§ **Exercise objective**
Would you please copy each line of the listing that mentions "results"?

=== Task material ===

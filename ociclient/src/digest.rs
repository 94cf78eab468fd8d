use std::fmt;
use std::str::FromStr;

use sha2::{Digest, Sha256, Sha512};
use thiserror::Error;

/// Error type for OCI digest operations
#[derive(Debug, Error)]
pub enum DigestError {
    #[error("Invalid digest format: {0}")]
    InvalidFormat(String),
    #[error("Unsupported algorithm: {0}")]
    UnsupportedAlgorithm(String),
    #[error("Digest mismatch: expected {expected}, got {actual}")]
    Mismatch { expected: String, actual: String },
}

/// Represents an OCI content digest
#[derive(Debug, Clone, PartialEq, Eq, Hash)]
pub struct OciDigest {
    algorithm: String,
    hex: String,
}

impl OciDigest {
    /// Compute the sha256 digest of the given content
    pub fn sha256(content: &[u8]) -> Self {
        Self {
            algorithm: "sha256".to_string(),
            hex: hex::encode(Sha256::digest(content)),
        }
    }

    /// Get the algorithm part of the digest
    pub fn algorithm(&self) -> &str {
        &self.algorithm
    }

    /// Get the hex part of the digest
    pub fn hex(&self) -> &str {
        &self.hex
    }

    /// Check that `content` hashes to this digest using the same algorithm.
    pub fn verify(&self, content: &[u8]) -> Result<(), DigestError> {
        let actual = match self.algorithm.as_str() {
            "sha256" => hex::encode(Sha256::digest(content)),
            "sha512" => hex::encode(Sha512::digest(content)),
            other => return Err(DigestError::UnsupportedAlgorithm(other.to_string())),
        };

        if actual != self.hex {
            return Err(DigestError::Mismatch {
                expected: self.to_string(),
                actual: format!("{}:{}", self.algorithm, actual),
            });
        }

        Ok(())
    }
}

impl fmt::Display for OciDigest {
    fn fmt(&self, f: &mut fmt::Formatter<'_>) -> fmt::Result {
        write!(f, "{}:{}", self.algorithm, self.hex)
    }
}

impl FromStr for OciDigest {
    type Err = DigestError;

    fn from_str(s: &str) -> Result<Self, Self::Err> {
        let (algorithm, hex) = s
            .split_once(':')
            .ok_or_else(|| DigestError::InvalidFormat(s.to_string()))?;

        let expected_len = match algorithm {
            "sha256" => 64,
            "sha512" => 128,
            _ => return Err(DigestError::UnsupportedAlgorithm(algorithm.to_string())),
        };

        // Registries only ever emit lowercase hex
        if hex.len() != expected_len
            || !hex.chars().all(|c| c.is_ascii_digit() || ('a'..='f').contains(&c))
        {
            return Err(DigestError::InvalidFormat(s.to_string()));
        }

        Ok(OciDigest {
            algorithm: algorithm.to_string(),
            hex: hex.to_string(),
        })
    }
}

impl serde::Serialize for OciDigest {
    fn serialize<S>(&self, serializer: S) -> Result<S::Ok, S::Error>
    where
        S: serde::Serializer,
    {
        serializer.serialize_str(&self.to_string())
    }
}

impl<'de> serde::Deserialize<'de> for OciDigest {
    fn deserialize<D>(deserializer: D) -> Result<Self, D::Error>
    where
        D: serde::Deserializer<'de>,
    {
        let s = String::deserialize(deserializer)?;
        OciDigest::from_str(&s).map_err(serde::de::Error::custom)
    }
}

#[cfg(test)]
mod tests {
    use super::*;

    const EMPTY_SHA256: &str =
        "sha256:e3b0c44298fc1c149afbf4c8996fb92427ae41e4649b934ca495991b7852b855";

    #[test]
    fn test_parse_sha256() {
        let digest = OciDigest::from_str(EMPTY_SHA256).unwrap();
        assert_eq!(digest.algorithm(), "sha256");
        assert_eq!(digest.to_string(), EMPTY_SHA256);
    }

    #[test]
    fn test_parse_rejects_short_hex() {
        assert!(matches!(
            OciDigest::from_str("sha256:abcd"),
            Err(DigestError::InvalidFormat(_))
        ));
    }

    #[test]
    fn test_parse_rejects_unknown_algorithm() {
        assert!(matches!(
            OciDigest::from_str("md5:d41d8cd98f00b204e9800998ecf8427e"),
            Err(DigestError::UnsupportedAlgorithm(_))
        ));
    }

    #[test]
    fn test_sha256_of_content() {
        assert_eq!(OciDigest::sha256(b"").to_string(), EMPTY_SHA256);
    }

    #[test]
    fn test_verify() {
        let digest = OciDigest::from_str(EMPTY_SHA256).unwrap();
        assert!(digest.verify(b"").is_ok());
        assert!(matches!(
            digest.verify(b"tampered"),
            Err(DigestError::Mismatch { .. })
        ));
    }
}
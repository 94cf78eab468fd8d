use reqwest::StatusCode;
use thiserror::Error;

/// Errors reported by a registry while resolving a manifest
#[derive(Debug, Error)]
pub enum RegistryError {
    #[error("Manifest not found: {0}")]
    NotFound(String),

    #[error("Unexpected status {status} from {url}")]
    UnexpectedStatus { status: StatusCode, url: String },

    #[error("Unauthorized: {0}")]
    Unauthorized(String),

    #[error("Invalid manifest: {0}")]
    InvalidManifest(String),

    #[error("Unsupported manifest type: {0}")]
    UnsupportedManifest(String),

    #[error("Manifest exceeds the {0} byte limit")]
    ManifestTooLarge(u64),

    #[error("No manifest for platform {0}")]
    NoMatchingPlatform(String),
}
// Re-export modules needed for testing
pub mod api;
pub mod chart;
pub mod config;
pub mod error;
pub mod extract;
pub mod inspect;
pub mod models;
pub mod scanner;
pub mod scheduler;
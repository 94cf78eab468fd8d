pub mod models;
pub mod routes;
use std::collections::HashMap;
use std::env;
use std::time::Duration;

use config::{Config, Environment, File};
use serde::Deserialize;

use crate::error::{AppError, Result};
use crate::scanner::DEFAULT_MAX_UNPACKED_BYTES;
use crate::scheduler::{DEFAULT_CONCURRENCY, DEFAULT_INSPECT_TIMEOUT};

#[derive(Debug, Clone, Deserialize)]
pub struct AppConfig {
    pub port: u16,
    pub scan: ScanConfig,
    pub registry: RegistryConfig,
}

#[derive(Debug, Clone, Deserialize)]
pub struct ScanConfig {
    /// Registry inspections allowed to run at the same time
    pub concurrency: usize,
    pub inspect_timeout_secs: u64,
    pub fetch_timeout_secs: u64,
    pub max_chart_bytes: u64,
    /// Budget for the decompressed contents of one chart
    pub max_unpacked_bytes: u64,
}

#[derive(Debug, Clone, Deserialize)]
pub struct RegistryConfig {
    pub platform_os: String,
    pub platform_arch: String,
    /// Registries reached over plain HTTP
    #[serde(default)]
    pub insecure: Vec<String>,
    /// Basic credentials keyed by registry host. Only that host ever sees them.
    #[serde(default)]
    pub credentials: HashMap<String, RegistryCredentials>,
}

#[derive(Debug, Clone, Deserialize)]
pub struct RegistryCredentials {
    pub username: String,
    pub password: String,
}

impl ScanConfig {
    pub fn inspect_timeout(&self) -> Duration {
        Duration::from_secs(self.inspect_timeout_secs)
    }

    pub fn fetch_timeout(&self) -> Duration {
        Duration::from_secs(self.fetch_timeout_secs)
    }
}

impl AppConfig {
    pub fn load() -> Result<Self> {
        let run_mode = env::var("RUN_MODE").unwrap_or_else(|_| "dev".into());

        let config = Config::builder()
            // Start with default values
            .set_default("port", 8080)?
            .set_default("scan.concurrency", DEFAULT_CONCURRENCY as u64)?
            .set_default("scan.inspect_timeout_secs", DEFAULT_INSPECT_TIMEOUT.as_secs())?
            .set_default("scan.fetch_timeout_secs", 60)?
            .set_default("scan.max_chart_bytes", 50 * 1024 * 1024)?
            .set_default("scan.max_unpacked_bytes", DEFAULT_MAX_UNPACKED_BYTES)?
            .set_default("registry.platform_os", "linux")?
            .set_default("registry.platform_arch", "amd64")?

            // Add configuration from files
            .add_source(File::with_name("config/default").required(false))
            .add_source(File::with_name(&format!("config/{}", run_mode)).required(false))

            // Add environment variables, e.g. CHARTSCAN_SCAN__CONCURRENCY=10
            .add_source(
                Environment::with_prefix("CHARTSCAN")
                    .separator("__")
                    .list_separator(",")
                    .with_list_parse_key("registry.insecure")
                    .try_parsing(true),
            )

            .build()
            .map_err(|e| AppError::Config(e.to_string()))?;

        let config: AppConfig = config
            .try_deserialize()
            .map_err(|e| AppError::Config(e.to_string()))?;

        config.validate()?;
        Ok(config)
    }

    pub fn validate(&self) -> Result<()> {
        if self.scan.concurrency == 0 {
            return Err(AppError::Config("scan.concurrency must be at least 1".into()));
        }
        if self.scan.inspect_timeout_secs == 0 || self.scan.fetch_timeout_secs == 0 {
            return Err(AppError::Config("scan timeouts must be non-zero".into()));
        }
        if let Some(host) = self
            .registry
            .credentials
            .iter()
            .find_map(|(host, creds)| creds.username.is_empty().then_some(host))
        {
            return Err(AppError::Config(format!(
                "registry.credentials.{} needs a username",
                host
            )));
        }
        Ok(())
    }
}

impl Default for AppConfig {
    fn default() -> Self {
        Self {
            port: 8080,
            scan: ScanConfig {
                concurrency: DEFAULT_CONCURRENCY,
                inspect_timeout_secs: DEFAULT_INSPECT_TIMEOUT.as_secs(),
                fetch_timeout_secs: 60,
                max_chart_bytes: 50 * 1024 * 1024,
                max_unpacked_bytes: DEFAULT_MAX_UNPACKED_BYTES,
            },
            registry: RegistryConfig {
                platform_os: "linux".to_string(),
                platform_arch: "amd64".to_string(),
                insecure: Vec::new(),
                credentials: HashMap::new(),
            },
        }
    }
}
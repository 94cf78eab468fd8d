//! Bounded fan-out of registry inspections.
//!
//! Every unique reference gets its own task. A semaphore caps how many tasks
//! talk to registries at once, and each task has its own deadline that starts
//! once it holds a permit. Failures and timeouts are logged and dropped; they
//! never cancel sibling tasks. `run` returns only after every task finished.

use std::sync::Arc;
use std::time::Duration;

use anyhow::anyhow;
use tokio::sync::Semaphore;
use tokio::task::JoinSet;
use tracing::{debug, info, warn};

use crate::inspect::ImageInspector;
use crate::models::{ImageInfo, ReferenceSet};

pub const DEFAULT_CONCURRENCY: usize = 5;
pub const DEFAULT_INSPECT_TIMEOUT: Duration = Duration::from_secs(120);

pub struct InspectionScheduler {
    inspector: Arc<dyn ImageInspector>,
    concurrency: usize,
    timeout: Duration,
}

impl InspectionScheduler {
    /// `concurrency` is clamped to at least one slot.
    pub fn new(inspector: Arc<dyn ImageInspector>, concurrency: usize, timeout: Duration) -> Self {
        Self {
            inspector,
            concurrency: concurrency.max(1),
            timeout,
        }
    }

    pub fn concurrency(&self) -> usize {
        self.concurrency
    }

    pub fn timeout(&self) -> Duration {
        self.timeout
    }

    /// Inspect every reference and return the images that succeeded, in no
    /// particular order.
    pub async fn run(&self, references: &ReferenceSet) -> Vec<ImageInfo> {
        let slots = Arc::new(Semaphore::new(self.concurrency));
        let mut jobs = JoinSet::new();

        for reference in references {
            let reference = reference.clone();
            let slots = Arc::clone(&slots);
            let inspector = Arc::clone(&self.inspector);
            let timeout = self.timeout;

            jobs.spawn(async move {
                let result = inspect_one(inspector.as_ref(), &slots, &reference, timeout).await;
                (reference, result)
            });
        }

        let mut images = Vec::with_capacity(references.len());
        while let Some(joined) = jobs.join_next().await {
            match joined {
                Ok((_, Ok(info))) => images.push(info),
                Ok((reference, Err(e))) => {
                    warn!("Failed to inspect image {}: {:#}", reference, e);
                }
                Err(e) => {
                    warn!("Inspection task aborted: {}", e);
                }
            }
        }

        info!(
            "Inspected {} of {} images",
            images.len(),
            references.len()
        );
        images
    }
}

async fn inspect_one(
    inspector: &dyn ImageInspector,
    slots: &Semaphore,
    reference: &str,
    timeout: Duration,
) -> anyhow::Result<ImageInfo> {
    // The semaphore is never closed
    let _permit = slots.acquire().await?;
    debug!("Inspecting {}", reference);

    let sizes = tokio::time::timeout(timeout, inspector.layer_sizes(reference))
        .await
        .map_err(|_| anyhow!("timed out after {:?}", timeout))??;

    let mut total: u64 = 0;
    for (index, size) in sizes.iter().enumerate() {
        let size = size.ok_or_else(|| anyhow!("size of layer {} is unknown", index))?;
        total = total
            .checked_add(size)
            .ok_or_else(|| anyhow!("total layer size overflows"))?;
    }

    Ok(ImageInfo {
        image: reference.to_string(),
        size_bytes: total,
        layers: sizes.len(),
    })
}
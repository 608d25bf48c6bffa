//! Brave search provider.

use serde_json::Value;

use crate::providers::SearchProvider;

/// Brave.
///
/// Suggestions come back as a bare JSON pair: the echoed query followed
/// by the completion list.
pub struct Brave;

impl SearchProvider for Brave {
    fn suggest_url(&self, query: &str) -> String {
        format!(
            "https://search.brave.com/api/suggest?q={}",
            urlencoding::encode(query)
        )
    }

    fn search_url(&self, query: &str) -> String {
        format!(
            "https://search.brave.com/search?q={}",
            urlencoding::encode(query)
        )
    }

    fn parse_suggestions(&self, payload: &str) -> Vec<String> {
        let Ok(value) = serde_json::from_str::<Value>(payload) else {
            return Vec::new();
        };
        value
            .get(1)
            .and_then(Value::as_array)
            .map(|items| {
                items
                    .iter()
                    .filter_map(Value::as_str)
                    .map(str::to_string)
                    .collect()
            })
            .unwrap_or_default()
    }
}
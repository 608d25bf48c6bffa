//! Navigation orchestration: worker activation, proxy routing, and
//! window placement.

use std::sync::atomic::{AtomicBool, Ordering};
use std::sync::Arc;

use async_trait::async_trait;
use tracing::{debug, warn};

use crate::normalize::PageContext;
use crate::settings::{DisplayMode, SettingsStore, TabCloak};
use crate::{GateError, Result};

/// Placement of a newly opened browsing context.
#[derive(Debug, Clone, Copy, PartialEq, Eq)]
pub enum Placement {
    /// A regular tab.
    Tab,
    /// A popup window pinned to the top-left corner.
    PositionedWindow,
}

/// How a completed navigation was carried out.
#[derive(Debug, Clone, Copy, PartialEq, Eq)]
pub enum OpenMode {
    /// The current document was pointed at the destination.
    CurrentTab,
    /// A new browsing context was opened on the destination.
    NewWindow,
    /// A decoy context embedding the destination in a frame.
    Cloaked,
}

/// Outcome of a [`Navigator::navigate`] call.
#[derive(Debug, Clone, Copy, PartialEq, Eq)]
pub enum NavigationOutcome {
    /// Empty input, or a navigation already in flight. Nothing happened.
    Ignored,
    /// Navigation completed.
    Opened(OpenMode),
    /// Worker activation failed or the runtime lacks worker support; an
    /// error state was surfaced to the UI.
    Failed,
}

/// Background worker activation, the asynchronous half of proxy setup.
#[async_trait]
pub trait WorkerHost: Send + Sync {
    /// Whether this runtime can register background workers at all.
    fn supported(&self) -> bool;

    /// Registers the worker at `script` under `scope`.
    ///
    /// The error message is surfaced to the user verbatim.
    async fn register(&self, script: &str, scope: &str) -> Result<()>;
}

/// Window and tab placement primitives of the hosting environment.
pub trait WindowShell: Send + Sync {
    /// Points the current document at `url`.
    fn navigate_current(&self, url: &str);

    /// Opens a new browsing context on `url`.
    fn open_window(&self, url: &str, placement: Placement);

    /// Opens a blank browsing context and writes `html` into it. The
    /// context's visible location stays blank.
    fn open_document(&self, html: &str, placement: Placement);
}

/// Loading / error / input surface of the hosting page.
pub trait NavigationUi: Send + Sync {
    /// Toggles the loading indicator.
    fn set_loading(&self, active: bool);

    /// Surfaces an error message.
    fn show_error(&self, message: &str);

    /// Clears the input field.
    fn clear_input(&self);
}

/// Drives a user submission end to end: shortcut resolution, worker
/// activation, proxy routing, and window placement.
pub struct Navigator {
    settings: SettingsStore,
    worker: Arc<dyn WorkerHost>,
    shell: Arc<dyn WindowShell>,
    ui: Arc<dyn NavigationUi>,
    page: PageContext,
    in_flight: AtomicBool,
}

impl Navigator {
    /// Creates a navigator over the hosting environment's collaborators.
    pub fn new(
        settings: SettingsStore,
        worker: Arc<dyn WorkerHost>,
        shell: Arc<dyn WindowShell>,
        ui: Arc<dyn NavigationUi>,
        page: PageContext,
    ) -> Self {
        Self {
            settings,
            worker,
            shell,
            ui,
            page,
            in_flight: AtomicBool::new(false),
        }
    }

    /// Navigates to whatever `raw` resolves to.
    ///
    /// Empty input is a silent no-op. A call arriving while a previous
    /// navigation is still in flight is ignored rather than raced.
    pub async fn navigate(&self, raw: &str) -> NavigationOutcome {
        let value = raw.trim();
        if value.is_empty() {
            return NavigationOutcome::Ignored;
        }
        if !self.worker.supported() {
            self.ui
                .show_error(&format!("Error: {}", GateError::WorkersUnsupported));
            return NavigationOutcome::Failed;
        }
        if self.in_flight.swap(true, Ordering::SeqCst) {
            debug!(input = value, "navigation already in flight, ignoring");
            return NavigationOutcome::Ignored;
        }
        let outcome = self.run(value).await;
        self.in_flight.store(false, Ordering::SeqCst);
        outcome
    }

    async fn run(&self, value: &str) -> NavigationOutcome {
        let settings = self.settings.load();
        // An exact shortcut match substitutes its destination before any
        // other processing.
        let destination = settings
            .shortcuts
            .get(value)
            .map(String::as_str)
            .unwrap_or(value);

        let backend = settings.proxy.backend();
        self.ui.set_loading(true);
        if let Err(e) = self
            .worker
            .register(backend.worker_script(), backend.scope())
            .await
        {
            warn!("worker activation failed: {e}");
            self.ui.set_loading(false);
            self.ui.show_error(&format!("Error: {e}"));
            return NavigationOutcome::Failed;
        }

        let provider = settings.search_engine.provider();
        let url = backend.route(destination, &self.page, provider);
        debug!(%url, "routing destination");

        match settings.tab_cloak {
            TabCloak::None => {
                if settings.display == DisplayMode::Default {
                    // The document is navigating away; the loading
                    // indicator stays up until it does.
                    self.shell.navigate_current(&url);
                    NavigationOutcome::Opened(OpenMode::CurrentTab)
                } else {
                    self.shell.open_window(&url, Placement::PositionedWindow);
                    self.ui.set_loading(false);
                    self.ui.clear_input();
                    NavigationOutcome::Opened(OpenMode::NewWindow)
                }
            }
            TabCloak::Blank => {
                let placement = if settings.display == DisplayMode::Default {
                    Placement::Tab
                } else {
                    Placement::PositionedWindow
                };
                let html = cloak_document(&format!("{}{}", self.page.origin, url));
                self.shell.open_document(&html, placement);
                self.ui.set_loading(false);
                self.ui.clear_input();
                NavigationOutcome::Opened(OpenMode::Cloaked)
            }
        }
    }
}

/// The decoy document: a margin-reset page whose only content is a
/// full-viewport borderless frame on the real destination.
fn cloak_document(src: &str) -> String {
    format!(
        "<!DOCTYPE html><html><head><style>body{{margin:0}}</style></head>\
         <body><iframe src=\"{src}\" style=\"width:100%;height:100%;border:none\"></iframe></body></html>"
    )
}
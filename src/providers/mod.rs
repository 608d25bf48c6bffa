//! Search provider implementations.

mod bing;
mod brave;
mod duckduckgo;
mod google;
mod yahoo;

pub use bing::Bing;
pub use brave::Brave;
pub use duckduckgo::DuckDuckGo;
pub use google::Google;
pub use yahoo::Yahoo;

use serde::{Deserialize, Serialize};

/// Identifier of a search provider.
///
/// The set is closed: providers are statically enumerated and there is no
/// runtime registration. The id always originates from validated settings.
#[derive(Debug, Clone, Copy, PartialEq, Eq, Hash, Default, Serialize, Deserialize)]
#[serde(rename_all = "lowercase")]
pub enum ProviderId {
    #[default]
    Google,
    Brave,
    Bing,
    DuckDuckGo,
    Yahoo,
}

impl ProviderId {
    /// Resolves the id to its provider implementation.
    pub fn provider(self) -> &'static dyn SearchProvider {
        match self {
            ProviderId::Google => &Google,
            ProviderId::Brave => &Brave,
            ProviderId::Bing => &Bing,
            ProviderId::DuckDuckGo => &DuckDuckGo,
            ProviderId::Yahoo => &Yahoo,
        }
    }
}

/// A search engine integration: autocomplete endpoint, results page, and
/// suggestion payload parsing.
///
/// Payload shapes differ wildly between providers (bare JSON arrays,
/// JSON-with-padding, HTML and XML documents); `parse_suggestions`
/// normalizes them all to a flat, ordered list of plain strings and
/// degrades to an empty list on anything malformed.
pub trait SearchProvider: Send + Sync {
    /// Returns the autocomplete endpoint URL for `query`.
    ///
    /// The query is percent-encoded before interpolation.
    fn suggest_url(&self, query: &str) -> String;

    /// Returns the provider's human search-results URL for `query`.
    fn search_url(&self, query: &str) -> String;

    /// Extracts plain-text suggestions from a raw response body.
    ///
    /// Never panics; malformed payloads yield an empty list.
    fn parse_suggestions(&self, payload: &str) -> Vec<String>;
}
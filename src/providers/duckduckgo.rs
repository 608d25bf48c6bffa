//! DuckDuckGo search provider.

use serde::Deserialize;

use crate::providers::SearchProvider;

/// DuckDuckGo.
///
/// Suggestions are a JSON array of `{"phrase": ...}` objects.
pub struct DuckDuckGo;

#[derive(Deserialize)]
struct Completion {
    phrase: String,
}

impl SearchProvider for DuckDuckGo {
    fn suggest_url(&self, query: &str) -> String {
        format!("https://duckduckgo.com/ac/?q={}", urlencoding::encode(query))
    }

    fn search_url(&self, query: &str) -> String {
        format!("https://duckduckgo.com/?q={}", urlencoding::encode(query))
    }

    fn parse_suggestions(&self, payload: &str) -> Vec<String> {
        serde_json::from_str::<Vec<Completion>>(payload)
            .map(|completions| completions.into_iter().map(|c| c.phrase).collect())
            .unwrap_or_default()
    }
}
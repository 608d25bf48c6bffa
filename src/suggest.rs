//! Suggestion fetching with cancellation-based race safety.

use std::sync::{Arc, Mutex, MutexGuard};

use futures::future::{AbortHandle, Abortable};
use tracing::{debug, warn};
use url::Url;

use crate::relay::RelayTransport;
use crate::settings::SettingsStore;

/// Most suggestions ever rendered at once.
pub const MAX_RENDERED: usize = 5;

/// Rendering surface for the suggestion panel.
pub trait SuggestionView: Send + Sync {
    /// Replaces the rendered suggestion rows.
    fn render(&self, suggestions: &[String]);

    /// Shows the panel.
    fn show(&self);

    /// Hides the panel.
    fn hide(&self);
}

/// Outcome of a suggestion update.
///
/// Failures on this path are policy, not errors: a superseded, failed,
/// or unparsable fetch leaves the previous rendering untouched and
/// reports `Ignored`.
#[derive(Debug, Clone, Copy, PartialEq, Eq)]
pub enum SuggestionUpdate {
    /// Fetched and rendered this many suggestions, capped at
    /// [`MAX_RENDERED`].
    Rendered(usize),
    /// Input emptied: list cleared, panel hidden, nothing fetched.
    Cleared,
    /// The fetch was superseded or failed; prior state left as-is.
    Ignored,
}

struct Inner {
    current: Option<AbortHandle>,
    suggestions: Vec<String>,
}

/// Debounced-by-cancellation autocomplete driver.
///
/// At most one fetch is logically current. Issuing a new one aborts the
/// previous in-flight request before anything is sent, so a stale
/// response can never repaint the panel. Activating a rendered
/// suggestion is wired by the embedder to the navigator with the
/// suggestion's literal text.
pub struct SuggestionController {
    settings: SettingsStore,
    transport: Arc<dyn RelayTransport>,
    view: Arc<dyn SuggestionView>,
    inner: Mutex<Inner>,
}

impl SuggestionController {
    /// Creates a controller fetching through `transport` and rendering
    /// into `view`.
    pub fn new(
        settings: SettingsStore,
        transport: Arc<dyn RelayTransport>,
        view: Arc<dyn SuggestionView>,
    ) -> Self {
        Self {
            settings,
            transport,
            view,
            inner: Mutex::new(Inner {
                current: None,
                suggestions: Vec::new(),
            }),
        }
    }

    /// The full suggestion list from the last successful fetch.
    pub fn suggestions(&self) -> Vec<String> {
        self.lock().suggestions.clone()
    }

    /// Reacts to the input field changing to `query`.
    pub async fn update(&self, query: &str) -> SuggestionUpdate {
        if query.is_empty() {
            // Cancel in-flight work too, so a late response cannot
            // repaint after the clear.
            let mut inner = self.lock();
            if let Some(handle) = inner.current.take() {
                handle.abort();
            }
            inner.suggestions.clear();
            drop(inner);
            self.view.hide();
            return SuggestionUpdate::Cleared;
        }

        let settings = self.settings.load();
        let provider = settings.search_engine.provider();
        let target = match Url::parse(&provider.suggest_url(query)) {
            Ok(url) => url,
            Err(e) => {
                warn!("suggestion endpoint did not parse: {e}");
                return SuggestionUpdate::Ignored;
            }
        };

        // Abort the previous fetch and install the new handle in one
        // step, with no suspension in between.
        let (handle, registration) = AbortHandle::new_pair();
        if let Some(previous) = self.lock().current.replace(handle) {
            previous.abort();
        }

        let fetch = Abortable::new(self.transport.fetch(&target), registration);
        let payload = match fetch.await {
            Ok(Ok(payload)) => payload,
            Ok(Err(e)) => {
                warn!("suggestion fetch failed: {e}");
                return SuggestionUpdate::Ignored;
            }
            Err(_) => {
                debug!("suggestion fetch superseded");
                return SuggestionUpdate::Ignored;
            }
        };

        // No suspension from here to the commit: a newer fetch cannot
        // start between the abortable resolving and this write.
        let values = provider.parse_suggestions(&payload);
        let mut inner = self.lock();
        inner.suggestions = values;
        let rendered: Vec<String> = inner
            .suggestions
            .iter()
            .take(MAX_RENDERED)
            .cloned()
            .collect();
        drop(inner);

        self.view.render(&rendered);
        if !rendered.is_empty() {
            self.view.show();
        }
        SuggestionUpdate::Rendered(rendered.len())
    }

    fn lock(&self) -> MutexGuard<'_, Inner> {
        self.inner.lock().expect("suggestion state poisoned")
    }
}
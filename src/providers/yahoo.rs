//! Yahoo search provider.

use scraper::{Html, Selector};

use crate::providers::SearchProvider;

/// Yahoo.
///
/// The gossip endpoint answers with an XML document of `s` elements
/// carrying each completion in their `k` attribute.
pub struct Yahoo;

impl SearchProvider for Yahoo {
    fn suggest_url(&self, query: &str) -> String {
        format!(
            "https://search.yahoo.com/sugg/gossip/gossip-us-fastbreak/?command={}",
            urlencoding::encode(query)
        )
    }

    fn search_url(&self, query: &str) -> String {
        format!(
            "https://search.yahoo.com/search?p={}",
            urlencoding::encode(query)
        )
    }

    fn parse_suggestions(&self, payload: &str) -> Vec<String> {
        let document = Html::parse_document(payload);
        let Ok(selector) = Selector::parse("s") else {
            return Vec::new();
        };
        document
            .select(&selector)
            .filter_map(|element| element.value().attr("k"))
            .map(str::to_string)
            .collect()
    }
}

===

§ **Your response**
/// A search engine integration: autocomplete endpoint, results page, and
    /// Returns the provider's human search-results URL for `query`.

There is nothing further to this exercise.